About this task :: Going line by line through the entries below, note each one with "sent", then report how many there are and nothing else.

Dataset extract ::
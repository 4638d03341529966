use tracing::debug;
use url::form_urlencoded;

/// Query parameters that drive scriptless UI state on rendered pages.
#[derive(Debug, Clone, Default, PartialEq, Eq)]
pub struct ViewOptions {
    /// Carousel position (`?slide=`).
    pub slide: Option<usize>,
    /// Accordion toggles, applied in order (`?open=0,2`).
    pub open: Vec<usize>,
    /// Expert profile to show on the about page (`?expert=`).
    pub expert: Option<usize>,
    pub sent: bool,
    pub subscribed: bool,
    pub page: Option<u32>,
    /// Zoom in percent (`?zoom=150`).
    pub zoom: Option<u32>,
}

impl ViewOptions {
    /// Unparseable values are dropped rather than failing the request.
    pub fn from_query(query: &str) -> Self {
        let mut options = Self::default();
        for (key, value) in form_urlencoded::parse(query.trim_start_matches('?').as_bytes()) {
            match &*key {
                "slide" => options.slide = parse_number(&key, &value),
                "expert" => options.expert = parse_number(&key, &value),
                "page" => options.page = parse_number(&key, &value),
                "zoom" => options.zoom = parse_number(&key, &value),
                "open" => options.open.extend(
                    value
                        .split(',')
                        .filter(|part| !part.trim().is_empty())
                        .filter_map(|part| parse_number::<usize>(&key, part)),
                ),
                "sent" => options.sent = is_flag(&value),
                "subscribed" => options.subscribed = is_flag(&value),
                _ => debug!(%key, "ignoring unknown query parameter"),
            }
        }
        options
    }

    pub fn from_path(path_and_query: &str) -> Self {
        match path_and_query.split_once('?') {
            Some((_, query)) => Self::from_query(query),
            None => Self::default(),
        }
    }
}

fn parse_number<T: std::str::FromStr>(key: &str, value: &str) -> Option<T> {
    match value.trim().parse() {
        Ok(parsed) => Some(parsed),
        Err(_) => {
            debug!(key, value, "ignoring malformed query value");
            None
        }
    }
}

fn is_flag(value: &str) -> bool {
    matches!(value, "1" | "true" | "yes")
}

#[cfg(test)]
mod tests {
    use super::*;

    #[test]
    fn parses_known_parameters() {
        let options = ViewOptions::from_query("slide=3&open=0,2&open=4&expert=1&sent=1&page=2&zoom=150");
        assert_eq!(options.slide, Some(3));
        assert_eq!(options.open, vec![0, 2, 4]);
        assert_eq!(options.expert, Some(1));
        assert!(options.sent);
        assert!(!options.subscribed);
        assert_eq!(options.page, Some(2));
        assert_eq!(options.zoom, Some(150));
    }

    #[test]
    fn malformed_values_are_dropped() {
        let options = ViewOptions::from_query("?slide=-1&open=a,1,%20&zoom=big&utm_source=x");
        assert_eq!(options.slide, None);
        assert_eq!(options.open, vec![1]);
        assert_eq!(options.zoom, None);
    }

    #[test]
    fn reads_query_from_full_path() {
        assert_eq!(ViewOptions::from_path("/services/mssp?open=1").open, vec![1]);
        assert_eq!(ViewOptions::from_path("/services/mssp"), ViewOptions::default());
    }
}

Task solution :: 4